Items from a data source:
________________

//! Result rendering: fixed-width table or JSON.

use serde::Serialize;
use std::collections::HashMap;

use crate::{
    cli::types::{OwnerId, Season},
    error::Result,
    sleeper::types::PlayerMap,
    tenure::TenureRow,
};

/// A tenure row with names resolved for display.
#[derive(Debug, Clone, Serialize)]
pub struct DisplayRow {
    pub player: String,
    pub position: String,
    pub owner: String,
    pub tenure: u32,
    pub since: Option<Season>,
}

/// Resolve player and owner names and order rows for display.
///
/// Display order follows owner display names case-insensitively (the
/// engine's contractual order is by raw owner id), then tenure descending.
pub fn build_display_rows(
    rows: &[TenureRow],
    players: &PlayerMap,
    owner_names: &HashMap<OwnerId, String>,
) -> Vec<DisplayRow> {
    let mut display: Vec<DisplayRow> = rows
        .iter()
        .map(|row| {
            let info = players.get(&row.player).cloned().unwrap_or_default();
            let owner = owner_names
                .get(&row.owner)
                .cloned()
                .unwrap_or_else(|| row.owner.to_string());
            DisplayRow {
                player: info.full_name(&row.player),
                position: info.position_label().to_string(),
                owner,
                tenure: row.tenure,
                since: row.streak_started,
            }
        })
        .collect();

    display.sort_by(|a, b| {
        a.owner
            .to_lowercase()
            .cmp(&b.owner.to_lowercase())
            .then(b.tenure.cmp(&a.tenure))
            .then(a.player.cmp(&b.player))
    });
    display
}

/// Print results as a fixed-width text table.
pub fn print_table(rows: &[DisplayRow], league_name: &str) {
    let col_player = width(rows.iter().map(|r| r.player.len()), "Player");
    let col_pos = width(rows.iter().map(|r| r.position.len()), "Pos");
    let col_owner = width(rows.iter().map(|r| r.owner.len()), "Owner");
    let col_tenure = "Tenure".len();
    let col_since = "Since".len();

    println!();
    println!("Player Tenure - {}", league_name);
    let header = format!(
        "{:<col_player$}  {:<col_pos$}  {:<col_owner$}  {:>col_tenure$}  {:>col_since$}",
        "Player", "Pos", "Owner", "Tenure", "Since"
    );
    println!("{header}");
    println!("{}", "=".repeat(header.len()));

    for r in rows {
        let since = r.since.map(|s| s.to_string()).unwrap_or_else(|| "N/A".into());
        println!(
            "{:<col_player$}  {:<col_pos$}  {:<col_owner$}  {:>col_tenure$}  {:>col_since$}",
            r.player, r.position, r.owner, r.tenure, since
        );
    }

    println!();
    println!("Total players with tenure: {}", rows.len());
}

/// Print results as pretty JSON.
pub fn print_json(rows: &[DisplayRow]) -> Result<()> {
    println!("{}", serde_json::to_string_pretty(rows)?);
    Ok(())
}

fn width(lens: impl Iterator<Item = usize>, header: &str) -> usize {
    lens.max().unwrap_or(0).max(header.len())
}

________________

Would you repeat the records above without any changes?

//! Result rendering: fixed-width table or JSON.

use serde::Serialize;
use std::collections::HashMap;

use crate::{
    cli::types::{OwnerId, Season},
    error::Result,
    sleeper::types::PlayerMap,
    tenure::TenureRow,
};

/// A tenure row with names resolved for display.
#[derive(Debug, Clone, Serialize)]
pub struct DisplayRow {
    pub player: String,
    pub position: String,
    pub owner: String,
    pub tenure: u32,
    pub since: Option<Season>,
}

/// Resolve player and owner names and order rows for display.
///
/// Display order follows owner display names case-insensitively (the
/// engine's contractual order is by raw owner id), then tenure descending.
pub fn build_display_rows(
    rows: &[TenureRow],
    players: &PlayerMap,
    owner_names: &HashMap<OwnerId, String>,
) -> Vec<DisplayRow> {
    let mut display: Vec<DisplayRow> = rows
        .iter()
        .map(|row| {
            let info = players.get(&row.player).cloned().unwrap_or_default();
            let owner = owner_names
                .get(&row.owner)
                .cloned()
                .unwrap_or_else(|| row.owner.to_string());
            DisplayRow {
                player: info.full_name(&row.player),
                position: info.position_label().to_string(),
                owner,
                tenure: row.tenure,
                since: row.streak_started,
            }
        })
        .collect();

    display.sort_by(|a, b| {
        a.owner
            .to_lowercase()
            .cmp(&b.owner.to_lowercase())
            .then(b.tenure.cmp(&a.tenure))
            .then(a.player.cmp(&b.player))
    });
    display
}

/// Print results as a fixed-width text table.
pub fn print_table(rows: &[DisplayRow], league_name: &str) {
    let col_player = width(rows.iter().map(|r| r.player.len()), "Player");
    let col_pos = width(rows.iter().map(|r| r.position.len()), "Pos");
    let col_owner = width(rows.iter().map(|r| r.owner.len()), "Owner");
    let col_tenure = "Tenure".len();
    let col_since = "Since".len();

    println!();
    println!("Player Tenure - {}", league_name);
    let header = format!(
        "{:<col_player$}  {:<col_pos$}  {:<col_owner$}  {:>col_tenure$}  {:>col_since$}",
        "Player", "Pos", "Owner", "Tenure", "Since"
    );
    println!("{header}");
    println!("{}", "=".repeat(header.len()));

    for r in rows {
        let since = r.since.map(|s| s.to_string()).unwrap_or_else(|| "N/A".into());
        println!(
            "{:<col_player$}  {:<col_pos$}  {:<col_owner$}  {:>col_tenure$}  {:>col_since$}",
            r.player, r.position, r.owner, r.tenure, since
        );
    }

    println!();
    println!("Total players with tenure: {}", rows.len());
}

/// Print results as pretty JSON.
pub fn print_json(rows: &[DisplayRow]) -> Result<()> {
    println!("{}", serde_json::to_string_pretty(rows)?);
    Ok(())
}

fn width(lens: impl Iterator<Item = usize>, header: &str) -> usize {
    lens.max().unwrap_or(0).max(header.len())
}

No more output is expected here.